Eccentric elliptical cone groove anode design for SOFCs: trade-offs between the cell's power density increment and the imposed thermal gradients

This study develops a novel three-dimensional planar SOFC model through a tailored design of the anode support layer with an eccentric conical groove. Four geometric parameters-the ellipse's grooving depth h, the long semi-axis a, scaling ratios k, and the centers distance w-was optimized to slow down the thermal gradient while increasing the current density. The presence of elliptical grooves significantly accelerates the gas flow rate entering the electrolyte, and thus leads to a more robust electrochemical reaction and heat dissipation. Thereby, the maximum cell power increases substantially by 44.09 % from 28,977.37 W/m2 to 41,754 W/m2, due to improvement in the Ohm's and concentration polarization (the equilibrium potential Eeq > 0.5 V) at low operating voltages below 0.6 V. The increment in the power density is further evaluated through the hydrogen conversion rate, velocity configurations, and Damköhler number (Da, ratio of chemical reaction to mass diffusion rate) along the slot depths for different h, w, and k, which provides insights into the enhanced mass transfer and chemical reactions.

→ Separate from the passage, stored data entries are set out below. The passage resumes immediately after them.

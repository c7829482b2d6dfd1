use axum::{
    body::Body,
    extract::{Path, State},
    http::{header, HeaderMap, HeaderValue, StatusCode},
    Json,
};
use serde::{Deserialize, Serialize};
use std::sync::Arc;
use uuid::Uuid;

use crate::{
    domain::audio::{
        AudioService, AudioServiceApi, CacheStats, PlaybackSnapshot, PrefetchJobStatus,
        PrefetchPriority,
    },
    error::{AppError, AppResult},
};

/// Longest text accepted for a single clip
pub const MAX_TEXT_CHARS: usize = 1_000;

/// Most texts accepted in one prefetch request
pub const MAX_PREFETCH_TEXTS: usize = 200;

/// Request for POST /api/audio/resolve and POST /api/audio/play
#[derive(Debug, Serialize, Deserialize)]
pub struct TextRequest {
    pub text: String,
}

/// Request for POST /api/audio/prefetch
#[derive(Debug, Serialize, Deserialize)]
pub struct PrefetchRequest {
    pub texts: Vec<String>,
    #[serde(default)]
    pub priority: PrefetchPriority,
}

#[derive(Debug, Serialize)]
pub struct PlaybackResponse {
    pub playback: Option<PlaybackSnapshot>,
}

pub struct AudioController {
    audio_service: Arc<AudioService>,
}

impl AudioController {
    pub fn new(audio_service: Arc<AudioService>) -> Self {
        Self { audio_service }
    }

    /// POST /api/audio/resolve - Raw PCM for a text, synthesized on a miss
    pub async fn resolve(
        State(controller): State<Arc<AudioController>>,
        Json(request): Json<TextRequest>,
    ) -> AppResult<(StatusCode, HeaderMap, Body)> {
        validate_text(&request.text)?;

        let clip = controller.audio_service.resolve(&request.text).await?;

        let content_type = format!(
            "audio/L16;rate={};channels={}",
            clip.sample_rate(),
            clip.channels()
        );

        let mut headers = HeaderMap::new();
        headers.insert(
            header::CONTENT_TYPE,
            HeaderValue::from_str(&content_type)
                .map_err(|e| AppError::Internal(format!("Invalid content type: {}", e)))?,
        );
        headers.insert(
            "x-duration-ms",
            HeaderValue::from(clip.duration().as_millis() as u64),
        );

        Ok((StatusCode::OK, headers, Body::from(clip.to_pcm16le())))
    }

    /// POST /api/audio/prefetch - Queue background synthesis
    pub async fn prefetch(
        State(controller): State<Arc<AudioController>>,
        Json(request): Json<PrefetchRequest>,
    ) -> AppResult<(StatusCode, Json<PrefetchJobStatus>)> {
        if request.texts.is_empty() {
            return Err(AppError::BadRequest("Texts cannot be empty".to_string()));
        }

        if request.texts.len() > MAX_PREFETCH_TEXTS {
            return Err(AppError::PayloadTooLarge(format!(
                "At most {} texts per prefetch request",
                MAX_PREFETCH_TEXTS
            )));
        }

        if let Some(text) = request
            .texts
            .iter()
            .find(|text| text.chars().count() > MAX_TEXT_CHARS)
        {
            return Err(AppError::PayloadTooLarge(format!(
                "Text must be {} characters or less (got {})",
                MAX_TEXT_CHARS,
                text.chars().count()
            )));
        }

        let handle = controller
            .audio_service
            .schedule(&request.texts, request.priority);

        let status = controller
            .audio_service
            .job_status(handle.id())
            .ok_or_else(|| AppError::Internal("Prefetch job vanished".to_string()))?;

        Ok((StatusCode::ACCEPTED, Json(status)))
    }

    /// GET /api/audio/prefetch/{jobId} - Job progress
    pub async fn job_status(
        State(controller): State<Arc<AudioController>>,
        Path(job_id): Path<Uuid>,
    ) -> AppResult<Json<PrefetchJobStatus>> {
        controller
            .audio_service
            .job_status(job_id)
            .map(Json)
            .ok_or_else(|| AppError::NotFound(format!("Prefetch job {}", job_id)))
    }

    /// DELETE /api/audio/prefetch/{jobId} - Cancel a job; finished jobs are a no-op
    pub async fn cancel_job(
        State(controller): State<Arc<AudioController>>,
        Path(job_id): Path<Uuid>,
    ) -> AppResult<StatusCode> {
        if controller.audio_service.cancel_job(job_id)
            || controller.audio_service.job_status(job_id).is_some()
        {
            Ok(StatusCode::NO_CONTENT)
        } else {
            Err(AppError::NotFound(format!("Prefetch job {}", job_id)))
        }
    }

    /// POST /api/audio/play - Start playback, superseding the current one
    pub async fn play(
        State(controller): State<Arc<AudioController>>,
        Json(request): Json<TextRequest>,
    ) -> AppResult<(StatusCode, Json<PlaybackSnapshot>)> {
        validate_text(&request.text)?;

        let session = controller.audio_service.play(&request.text)?;
        Ok((StatusCode::ACCEPTED, Json(session.snapshot())))
    }

    /// GET /api/audio/playback - Latest playback state
    pub async fn current_playback(
        State(controller): State<Arc<AudioController>>,
    ) -> Json<PlaybackResponse> {
        Json(PlaybackResponse {
            playback: controller.audio_service.current_playback(),
        })
    }

    /// GET /api/audio/stats - Cache occupancy
    pub async fn stats(State(controller): State<Arc<AudioController>>) -> Json<CacheStats> {
        Json(controller.audio_service.stats())
    }

    /// DELETE /api/audio/cache - Drop ready and failed entries
    pub async fn clear_cache(State(controller): State<Arc<AudioController>>) -> StatusCode {
        controller.audio_service.clear();
        StatusCode::NO_CONTENT
    }
}

fn validate_text(text: &str) -> AppResult<()> {
    if text.trim().is_empty() {
        return Err(AppError::BadRequest("Text cannot be empty".to_string()));
    }

    let char_count = text.chars().count();
    if char_count > MAX_TEXT_CHARS {
        return Err(AppError::PayloadTooLarge(format!(
            "Text must be {} characters or less (got {})",
            MAX_TEXT_CHARS, char_count
        )));
    }

    Ok(())
}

However, the introduction of grooves amplifies local temperature gradients (increasing from 196 K/cm to 439 K/cm), the gradient can be reduced to 281 K/cm by either adjusting the long semi-axis a or expanding the distance w, disrupting the thermal boundary layer thickness to enhance gas convective heat transfer. That is a 36 % improvement relative to the worst-case scenario, yet still 43 % higher than the baseline. This trade-off necessitates advanced thermal management in high efficiency SOFCs.